Background: The association between recurrent aphthous stomatitis (RAS) and the menstrual cycle is not clearly reported in the scientific literature. Aim: The aim of this study was to find the association between the onset of RAS and various phases of the menstrual cycle. Materials and Methods: Data regarding the onset of RAS were collected from 140 female participants during various phases of the menstrual cycle. Results: Out of 140 participants, 30 reported with the incidence of RAS during the 3 months of evaluation. Out of those 30 participants, 10 had incidence of ulcers during the third week after menstruation. Conclusions: Hormonal factors may play a role in the clinical manifestation of RAS.

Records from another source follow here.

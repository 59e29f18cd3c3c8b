//! Divisor and weight computation for payout epochs.
//!
//! σ(n), the sum of divisors of `n`, is computed from the prime
//! factorization of `n`: a prime p dividing n with multiplicity k
//! contributes the geometric series 1 + p + p² + … + p^k, and σ(n) is the
//! product of those contributions over all distinct primes. This runs in
//! O(√n) arithmetic steps, versus O(n) for summing divisors directly.

use crate::error::{Error, Result};
use crate::types::{DivisorWeight, Epoch};

/// Sum of all positive divisors of `n`, including 1 and `n` itself.
///
/// Accumulates in u128: σ(n) exceeds u64 for some highly composite inputs.
/// σ(1) = 1 (the empty product).
pub fn sum_of_divisors(n: Epoch) -> u128 {
    let mut rem = n as u128;
    let mut sigma: u128 = 1;

    let mut p: u128 = 2;
    while p * p <= rem {
        if rem % p == 0 {
            let mut term: u128 = 1;
            let mut series: u128 = 1;
            while rem % p == 0 {
                rem /= p;
                term *= p;
                series += term;
            }
            sigma *= series;
        }
        p += 1;
    }

    // Anything left above 1 is a single prime factor larger than √n: all
    // smaller primes have already been divided out.
    if rem > 1 {
        sigma *= rem + 1;
    }

    sigma
}

/// All positive divisors of `n` in ascending order.
///
/// Walks candidates up to √n and pairs each hit `d` with `n / d`, so the
/// enumeration is O(√n) while preserving ascending output order.
pub fn divisors(n: Epoch) -> Vec<Epoch> {
    let mut low = Vec::new();
    let mut high = Vec::new();

    let mut d: Epoch = 1;
    while d <= n / d {
        if n % d == 0 {
            low.push(d);
            let paired = n / d;
            if paired != d {
                high.push(paired);
            }
        }
        d += 1;
    }

    high.reverse();
    low.extend(high);
    low
}

/// Payout weights for `epoch`: every divisor `d` of the epoch number paired
/// with `d / σ(epoch)`, ordered ascending by divisor.
///
/// The weights always sum to 1 since the divisors sum to σ(epoch). Fails
/// with [`Error::InvalidEpoch`] when `epoch < 1`; a silent empty result
/// would mask caller bugs.
pub fn compute_weights(epoch: i64) -> Result<Vec<DivisorWeight>> {
    if epoch < 1 {
        return Err(Error::invalid_epoch(format!(
            "epoch must be a positive integer, got {}",
            epoch
        )));
    }
    let n = epoch as Epoch;

    // Factorization above works on its own copy; divisor enumeration must
    // see the original n.
    let sigma = sum_of_divisors(n) as f64;

    Ok(divisors(n)
        .into_iter()
        .map(|token| DivisorWeight {
            token,
            weight: token as f64 / sigma,
        })
        .collect())
}

#[cfg(test)]
mod tests {
    use super::*;

    /// Reference σ by naive trial-division summation.
    fn sigma_naive(n: u64) -> u128 {
        (1..=n).filter(|d| n % d == 0).map(|d| d as u128).sum()
    }

    #[test]
    fn sigma_matches_naive_summation() {
        for n in 1..=10_000u64 {
            assert_eq!(
                sum_of_divisors(n),
                sigma_naive(n),
                "sigma mismatch at n={}",
                n
            );
        }
    }

    #[test]
    fn divisors_are_exact_and_ascending() {
        for n in 1..=2_000u64 {
            let found = divisors(n);
            let expected: Vec<u64> = (1..=n).filter(|d| n % d == 0).collect();
            assert_eq!(found, expected, "divisor mismatch at n={}", n);
        }
    }

    #[test]
    fn weights_sum_to_one() {
        for epoch in [1i64, 2, 6, 12, 13, 36, 97, 360, 5040, 999_983] {
            let total: f64 = compute_weights(epoch)
                .unwrap()
                .iter()
                .map(|w| w.weight)
                .sum();
            assert!(
                (total - 1.0).abs() < 1e-9,
                "weights for epoch {} sum to {}",
                epoch,
                total
            );
        }
    }

    #[test]
    fn epoch_one_pays_everything_to_token_one() {
        let weights = compute_weights(1).unwrap();
        assert_eq!(weights.len(), 1);
        assert_eq!(weights[0].token, 1);
        assert_eq!(weights[0].weight, 1.0);
    }

    #[test]
    fn epoch_six_splits_over_twelve() {
        let weights = compute_weights(6).unwrap();
        let tokens: Vec<u64> = weights.iter().map(|w| w.token).collect();
        assert_eq!(tokens, vec![1, 2, 3, 6]);

        let expected = [1.0 / 12.0, 2.0 / 12.0, 3.0 / 12.0, 6.0 / 12.0];
        for (got, want) in weights.iter().zip(expected) {
            assert!((got.weight - want).abs() < 1e-12);
        }
    }

    #[test]
    fn epoch_twelve_sigma_from_factorization() {
        // σ(12) = (1 + 2 + 4)(1 + 3) = 28
        assert_eq!(sum_of_divisors(12), 28);

        let weights = compute_weights(12).unwrap();
        let tokens: Vec<u64> = weights.iter().map(|w| w.token).collect();
        assert_eq!(tokens, vec![1, 2, 3, 4, 6, 12]);
        assert!((weights[5].weight - 12.0 / 28.0).abs() < 1e-12);
    }

    #[test]
    fn prime_epoch_has_two_tokens() {
        assert_eq!(sum_of_divisors(13), 14);

        let weights = compute_weights(13).unwrap();
        let tokens: Vec<u64> = weights.iter().map(|w| w.token).collect();
        assert_eq!(tokens, vec![1, 13]);
        assert!((weights[0].weight - 1.0 / 14.0).abs() < 1e-12);
        assert!((weights[1].weight - 13.0 / 14.0).abs() < 1e-12);
    }

    #[test]
    fn leftover_prime_factor_above_sqrt() {
        // n = 2p with p prime and p > √n: the trailing factor must be
        // recognized as prime after trial division stops at √n.
        let n = 2 * 1_000_003u64;
        assert_eq!(sum_of_divisors(n), 3 * (1 + 1_000_003u128));
    }

    #[test]
    fn non_positive_epochs_are_rejected() {
        assert!(matches!(compute_weights(0), Err(Error::InvalidEpoch(_))));
        assert!(matches!(compute_weights(-5), Err(Error::InvalidEpoch(_))));
    }
}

Keywords: Aphthous stomatitis, aphthous ulcer, menstrual cycle, oral ulcer


How to cite this article:
Maheswaran T, Yamunadevi A, Ilayaraja V, Dineshshankar J, Yoithapprabhunath TR, Ganapathy N. Correlation between the menstrual cycle and the onset of recurrent aphthous stomatitis. J Indian Acad Dent Spec Res 2015;2:25-6

How to cite this URL:
Maheswaran T, Yamunadevi A, Ilayaraja V, Dineshshankar J, Yoithapprabhunath TR, Ganapathy N. Correlation between the menstrual cycle and the onset of recurrent aphthous stomatitis. J Indian Acad Dent Spec Res [serial online] 2015 [cited 2019 Mar 18];2:25-6. Available from: http://www.jiadsr.org/text.asp?2015/2/1/25/166117


  Introduction Top


Recurrent aphthous stomatitis (RAS) is defined as recurrent episodes of oral aphthous ulceration where the ulcers heal spontaneously with subsequent recurrence. [1] RAS is one of the most common oral mucosal disorders affecting nonkeratinized mucosa, causing much pain and interference with mastication and speech. Based on the size and the number of ulcers, RAS is classified as minor, major, or herpetiform. [2] Although the exact etiology of RAS is not clear, genetics, trauma, vitamin deficiency, microbes, and psychological stress are cited as predisposing factors. Conflicting reports exist regarding the association of hormonal changes in women and RAS. [3] Hence, this study was proposed with the objective to find the association between RAS and various phases of the menstrual cycle.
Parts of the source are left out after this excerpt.